▶ **What is being asked**
Only lines containing the word "Warehouse" are needed; pull them out of the material.

▶ **Records shown**
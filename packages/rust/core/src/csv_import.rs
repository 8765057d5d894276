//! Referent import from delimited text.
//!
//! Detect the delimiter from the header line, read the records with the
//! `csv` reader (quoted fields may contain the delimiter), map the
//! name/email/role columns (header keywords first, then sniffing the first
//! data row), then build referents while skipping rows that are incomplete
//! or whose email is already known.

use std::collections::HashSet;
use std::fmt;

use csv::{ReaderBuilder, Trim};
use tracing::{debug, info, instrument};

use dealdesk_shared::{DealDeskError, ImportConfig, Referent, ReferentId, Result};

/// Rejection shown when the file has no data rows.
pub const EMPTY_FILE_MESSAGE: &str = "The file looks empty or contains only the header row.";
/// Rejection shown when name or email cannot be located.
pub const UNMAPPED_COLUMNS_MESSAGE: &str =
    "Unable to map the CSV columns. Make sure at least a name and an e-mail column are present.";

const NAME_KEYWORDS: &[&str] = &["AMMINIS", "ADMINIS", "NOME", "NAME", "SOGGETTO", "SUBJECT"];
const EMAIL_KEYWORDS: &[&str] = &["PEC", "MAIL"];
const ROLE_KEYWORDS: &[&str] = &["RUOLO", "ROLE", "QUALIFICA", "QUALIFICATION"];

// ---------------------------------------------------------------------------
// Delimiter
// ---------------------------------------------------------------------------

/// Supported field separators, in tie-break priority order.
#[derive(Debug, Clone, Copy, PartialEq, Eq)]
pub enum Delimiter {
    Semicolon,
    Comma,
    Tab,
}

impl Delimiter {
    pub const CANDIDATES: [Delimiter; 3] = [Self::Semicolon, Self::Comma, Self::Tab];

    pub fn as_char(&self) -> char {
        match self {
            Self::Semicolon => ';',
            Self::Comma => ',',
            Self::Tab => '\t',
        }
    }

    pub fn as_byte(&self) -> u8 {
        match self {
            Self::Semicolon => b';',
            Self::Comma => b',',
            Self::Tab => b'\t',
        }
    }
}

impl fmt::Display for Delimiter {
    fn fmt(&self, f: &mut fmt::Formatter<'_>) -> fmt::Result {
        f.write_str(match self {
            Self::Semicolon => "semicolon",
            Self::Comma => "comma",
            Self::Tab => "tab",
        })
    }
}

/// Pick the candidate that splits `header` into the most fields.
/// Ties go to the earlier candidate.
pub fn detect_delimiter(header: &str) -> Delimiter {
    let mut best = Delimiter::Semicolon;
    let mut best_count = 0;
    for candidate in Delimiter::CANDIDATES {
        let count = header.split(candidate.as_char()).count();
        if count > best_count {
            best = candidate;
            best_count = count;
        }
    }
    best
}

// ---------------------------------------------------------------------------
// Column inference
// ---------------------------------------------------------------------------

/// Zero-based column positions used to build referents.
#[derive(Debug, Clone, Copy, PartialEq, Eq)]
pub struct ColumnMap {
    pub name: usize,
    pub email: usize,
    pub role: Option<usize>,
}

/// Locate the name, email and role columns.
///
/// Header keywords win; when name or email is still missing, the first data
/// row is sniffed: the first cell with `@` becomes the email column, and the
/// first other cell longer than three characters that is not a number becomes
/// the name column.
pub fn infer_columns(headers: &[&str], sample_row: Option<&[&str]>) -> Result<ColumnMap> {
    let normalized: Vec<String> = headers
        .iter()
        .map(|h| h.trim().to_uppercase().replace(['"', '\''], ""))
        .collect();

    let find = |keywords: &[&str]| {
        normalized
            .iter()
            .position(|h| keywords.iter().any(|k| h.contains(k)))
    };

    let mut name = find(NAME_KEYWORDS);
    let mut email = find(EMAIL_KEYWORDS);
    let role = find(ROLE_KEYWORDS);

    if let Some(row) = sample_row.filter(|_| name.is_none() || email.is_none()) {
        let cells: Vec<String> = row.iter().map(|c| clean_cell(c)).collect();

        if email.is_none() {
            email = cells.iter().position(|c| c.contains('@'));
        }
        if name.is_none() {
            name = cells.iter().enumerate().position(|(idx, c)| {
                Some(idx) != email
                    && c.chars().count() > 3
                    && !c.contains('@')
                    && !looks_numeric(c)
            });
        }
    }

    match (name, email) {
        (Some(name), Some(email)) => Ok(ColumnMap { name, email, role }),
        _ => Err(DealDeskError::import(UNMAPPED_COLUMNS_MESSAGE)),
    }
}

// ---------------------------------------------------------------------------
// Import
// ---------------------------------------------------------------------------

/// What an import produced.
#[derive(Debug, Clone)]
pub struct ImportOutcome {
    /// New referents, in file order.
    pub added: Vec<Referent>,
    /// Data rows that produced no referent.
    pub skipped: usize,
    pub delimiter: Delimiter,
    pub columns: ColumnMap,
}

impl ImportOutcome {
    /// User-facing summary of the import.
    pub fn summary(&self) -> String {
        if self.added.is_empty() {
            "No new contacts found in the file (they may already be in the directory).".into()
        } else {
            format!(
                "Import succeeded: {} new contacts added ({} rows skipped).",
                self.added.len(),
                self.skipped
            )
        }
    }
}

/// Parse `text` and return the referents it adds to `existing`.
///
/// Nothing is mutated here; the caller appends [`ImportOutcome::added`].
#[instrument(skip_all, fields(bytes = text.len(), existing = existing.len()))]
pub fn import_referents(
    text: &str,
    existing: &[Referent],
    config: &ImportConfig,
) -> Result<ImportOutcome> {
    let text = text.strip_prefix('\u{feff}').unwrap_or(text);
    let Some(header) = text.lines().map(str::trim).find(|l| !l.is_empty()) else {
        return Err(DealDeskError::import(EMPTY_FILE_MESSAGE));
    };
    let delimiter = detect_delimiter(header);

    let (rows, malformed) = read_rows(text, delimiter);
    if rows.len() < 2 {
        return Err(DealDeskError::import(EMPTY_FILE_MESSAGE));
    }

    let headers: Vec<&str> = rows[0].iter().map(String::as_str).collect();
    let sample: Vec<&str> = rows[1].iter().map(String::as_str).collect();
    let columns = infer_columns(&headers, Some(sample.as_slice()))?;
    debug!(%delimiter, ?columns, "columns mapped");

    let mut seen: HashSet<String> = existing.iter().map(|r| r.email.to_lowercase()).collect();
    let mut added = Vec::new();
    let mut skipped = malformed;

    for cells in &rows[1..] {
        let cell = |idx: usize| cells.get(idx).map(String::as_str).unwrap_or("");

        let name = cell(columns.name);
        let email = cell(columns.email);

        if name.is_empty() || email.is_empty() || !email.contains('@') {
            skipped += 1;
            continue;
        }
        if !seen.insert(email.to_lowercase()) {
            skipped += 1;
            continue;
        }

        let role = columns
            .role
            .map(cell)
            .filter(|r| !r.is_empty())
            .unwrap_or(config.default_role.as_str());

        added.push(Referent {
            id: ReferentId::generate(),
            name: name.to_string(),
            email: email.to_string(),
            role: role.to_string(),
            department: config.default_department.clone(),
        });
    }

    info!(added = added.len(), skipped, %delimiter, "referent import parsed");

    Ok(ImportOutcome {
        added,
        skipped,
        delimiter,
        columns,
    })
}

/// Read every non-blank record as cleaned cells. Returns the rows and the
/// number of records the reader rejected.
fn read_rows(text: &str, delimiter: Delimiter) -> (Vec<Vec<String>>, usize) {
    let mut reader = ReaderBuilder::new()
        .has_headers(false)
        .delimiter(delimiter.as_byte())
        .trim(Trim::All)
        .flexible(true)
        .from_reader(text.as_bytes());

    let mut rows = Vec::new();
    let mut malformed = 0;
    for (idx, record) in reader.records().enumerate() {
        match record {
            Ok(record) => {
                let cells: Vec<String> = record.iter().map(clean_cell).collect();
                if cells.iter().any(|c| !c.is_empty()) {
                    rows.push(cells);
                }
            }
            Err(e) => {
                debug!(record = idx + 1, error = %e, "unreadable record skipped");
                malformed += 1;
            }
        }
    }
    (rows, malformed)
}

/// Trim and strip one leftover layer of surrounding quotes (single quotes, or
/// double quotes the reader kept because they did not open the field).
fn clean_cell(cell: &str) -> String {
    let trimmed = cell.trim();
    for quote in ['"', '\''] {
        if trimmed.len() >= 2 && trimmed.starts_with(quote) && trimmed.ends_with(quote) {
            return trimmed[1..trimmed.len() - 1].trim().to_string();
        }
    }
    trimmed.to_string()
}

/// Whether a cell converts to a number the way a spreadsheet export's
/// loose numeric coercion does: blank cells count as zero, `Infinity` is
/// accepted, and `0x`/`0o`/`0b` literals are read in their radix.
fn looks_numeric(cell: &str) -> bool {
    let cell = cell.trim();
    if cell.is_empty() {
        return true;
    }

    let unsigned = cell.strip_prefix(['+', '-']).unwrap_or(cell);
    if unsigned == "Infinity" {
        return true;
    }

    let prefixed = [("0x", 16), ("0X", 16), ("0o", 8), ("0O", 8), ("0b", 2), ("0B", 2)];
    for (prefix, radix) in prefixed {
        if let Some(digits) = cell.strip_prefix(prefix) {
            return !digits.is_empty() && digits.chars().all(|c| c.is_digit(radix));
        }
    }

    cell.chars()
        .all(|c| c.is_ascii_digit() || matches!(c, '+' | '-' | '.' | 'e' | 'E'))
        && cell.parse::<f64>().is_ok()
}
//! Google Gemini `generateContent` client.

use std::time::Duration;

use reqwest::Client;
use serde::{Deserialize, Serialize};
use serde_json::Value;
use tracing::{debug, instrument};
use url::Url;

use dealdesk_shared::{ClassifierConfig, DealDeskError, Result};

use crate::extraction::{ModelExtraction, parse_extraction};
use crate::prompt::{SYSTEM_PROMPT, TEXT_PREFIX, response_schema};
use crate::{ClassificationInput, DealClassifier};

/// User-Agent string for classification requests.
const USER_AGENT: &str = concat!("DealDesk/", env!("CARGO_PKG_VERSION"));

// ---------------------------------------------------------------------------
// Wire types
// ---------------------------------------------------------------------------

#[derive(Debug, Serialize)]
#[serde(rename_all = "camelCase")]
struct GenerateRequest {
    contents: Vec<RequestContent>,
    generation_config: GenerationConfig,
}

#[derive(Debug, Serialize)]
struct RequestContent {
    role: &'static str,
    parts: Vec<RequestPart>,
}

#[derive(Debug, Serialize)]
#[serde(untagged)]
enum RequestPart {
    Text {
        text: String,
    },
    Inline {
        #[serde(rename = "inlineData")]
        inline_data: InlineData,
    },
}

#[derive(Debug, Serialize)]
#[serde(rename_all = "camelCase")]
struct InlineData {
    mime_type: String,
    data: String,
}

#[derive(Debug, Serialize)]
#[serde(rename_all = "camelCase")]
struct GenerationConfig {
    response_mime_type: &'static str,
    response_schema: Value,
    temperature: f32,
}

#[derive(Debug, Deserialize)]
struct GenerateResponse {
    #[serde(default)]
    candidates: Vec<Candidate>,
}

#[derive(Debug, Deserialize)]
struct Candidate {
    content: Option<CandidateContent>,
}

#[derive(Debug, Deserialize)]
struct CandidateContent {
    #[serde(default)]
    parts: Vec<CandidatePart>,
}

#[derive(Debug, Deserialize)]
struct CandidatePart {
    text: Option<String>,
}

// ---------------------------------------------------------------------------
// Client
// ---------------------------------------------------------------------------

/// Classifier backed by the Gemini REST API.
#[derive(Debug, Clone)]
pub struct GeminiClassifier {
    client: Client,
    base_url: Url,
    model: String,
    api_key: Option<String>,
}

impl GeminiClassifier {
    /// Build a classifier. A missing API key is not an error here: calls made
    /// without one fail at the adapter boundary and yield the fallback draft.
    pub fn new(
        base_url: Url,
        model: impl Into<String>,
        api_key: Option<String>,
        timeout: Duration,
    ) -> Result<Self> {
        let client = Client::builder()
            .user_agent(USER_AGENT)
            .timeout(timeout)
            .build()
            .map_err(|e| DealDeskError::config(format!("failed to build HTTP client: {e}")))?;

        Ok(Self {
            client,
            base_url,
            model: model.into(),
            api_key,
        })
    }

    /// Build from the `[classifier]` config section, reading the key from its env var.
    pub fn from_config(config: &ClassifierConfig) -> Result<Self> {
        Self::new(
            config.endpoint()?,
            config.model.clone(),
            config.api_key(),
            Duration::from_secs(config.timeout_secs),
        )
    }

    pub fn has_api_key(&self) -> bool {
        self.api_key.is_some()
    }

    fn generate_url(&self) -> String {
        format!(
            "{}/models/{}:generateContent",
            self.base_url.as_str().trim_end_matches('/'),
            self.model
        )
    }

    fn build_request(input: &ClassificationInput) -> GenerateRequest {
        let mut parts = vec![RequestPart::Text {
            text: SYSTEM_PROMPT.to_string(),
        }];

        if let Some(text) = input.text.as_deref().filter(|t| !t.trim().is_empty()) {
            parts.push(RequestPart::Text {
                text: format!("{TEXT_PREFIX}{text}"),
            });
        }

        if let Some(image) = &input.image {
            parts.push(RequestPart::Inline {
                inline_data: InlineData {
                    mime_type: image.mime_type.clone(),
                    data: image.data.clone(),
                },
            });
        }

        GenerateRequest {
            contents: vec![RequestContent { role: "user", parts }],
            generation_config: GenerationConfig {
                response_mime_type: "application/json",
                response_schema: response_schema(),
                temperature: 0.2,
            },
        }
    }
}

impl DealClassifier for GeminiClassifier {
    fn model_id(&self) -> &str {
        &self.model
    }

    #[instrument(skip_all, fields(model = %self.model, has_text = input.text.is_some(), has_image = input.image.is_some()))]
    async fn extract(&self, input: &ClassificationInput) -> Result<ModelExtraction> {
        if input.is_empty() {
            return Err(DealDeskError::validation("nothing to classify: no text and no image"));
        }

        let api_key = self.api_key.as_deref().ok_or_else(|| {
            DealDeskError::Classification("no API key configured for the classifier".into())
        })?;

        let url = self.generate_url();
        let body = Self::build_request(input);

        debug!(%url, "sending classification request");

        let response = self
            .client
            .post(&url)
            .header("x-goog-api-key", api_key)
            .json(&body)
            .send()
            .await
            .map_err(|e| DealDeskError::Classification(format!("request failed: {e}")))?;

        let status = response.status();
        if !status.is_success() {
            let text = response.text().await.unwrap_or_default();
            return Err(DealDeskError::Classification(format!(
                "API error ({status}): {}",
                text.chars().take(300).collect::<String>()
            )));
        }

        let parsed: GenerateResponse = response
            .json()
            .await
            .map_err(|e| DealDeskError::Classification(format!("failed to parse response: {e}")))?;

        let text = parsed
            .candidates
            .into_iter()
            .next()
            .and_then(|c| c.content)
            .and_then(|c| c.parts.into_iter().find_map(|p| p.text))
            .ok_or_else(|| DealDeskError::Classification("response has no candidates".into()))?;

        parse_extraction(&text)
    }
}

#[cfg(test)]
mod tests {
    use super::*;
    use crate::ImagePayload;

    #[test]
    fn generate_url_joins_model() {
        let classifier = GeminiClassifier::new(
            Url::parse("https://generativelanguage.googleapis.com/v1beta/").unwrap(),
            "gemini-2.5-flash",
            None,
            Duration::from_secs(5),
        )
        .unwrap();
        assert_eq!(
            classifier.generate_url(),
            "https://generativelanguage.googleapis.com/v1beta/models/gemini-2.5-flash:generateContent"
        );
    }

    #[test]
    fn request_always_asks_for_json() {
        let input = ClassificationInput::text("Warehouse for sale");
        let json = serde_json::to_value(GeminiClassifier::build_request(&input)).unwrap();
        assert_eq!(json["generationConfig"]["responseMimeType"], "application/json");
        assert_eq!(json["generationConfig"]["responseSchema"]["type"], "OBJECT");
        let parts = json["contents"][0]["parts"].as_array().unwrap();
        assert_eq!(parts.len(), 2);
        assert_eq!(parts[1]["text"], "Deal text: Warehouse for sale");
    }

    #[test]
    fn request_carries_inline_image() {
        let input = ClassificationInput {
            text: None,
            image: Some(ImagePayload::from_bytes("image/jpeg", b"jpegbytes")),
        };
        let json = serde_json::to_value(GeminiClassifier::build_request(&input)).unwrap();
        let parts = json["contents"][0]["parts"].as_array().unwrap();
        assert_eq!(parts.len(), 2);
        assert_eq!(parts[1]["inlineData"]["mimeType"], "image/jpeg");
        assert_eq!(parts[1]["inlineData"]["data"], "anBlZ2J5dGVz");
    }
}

▶ **Answer box**
        let input = ClassificationInput::text("Warehouse for sale");
        assert_eq!(parts[1]["text"], "Deal text: Warehouse for sale");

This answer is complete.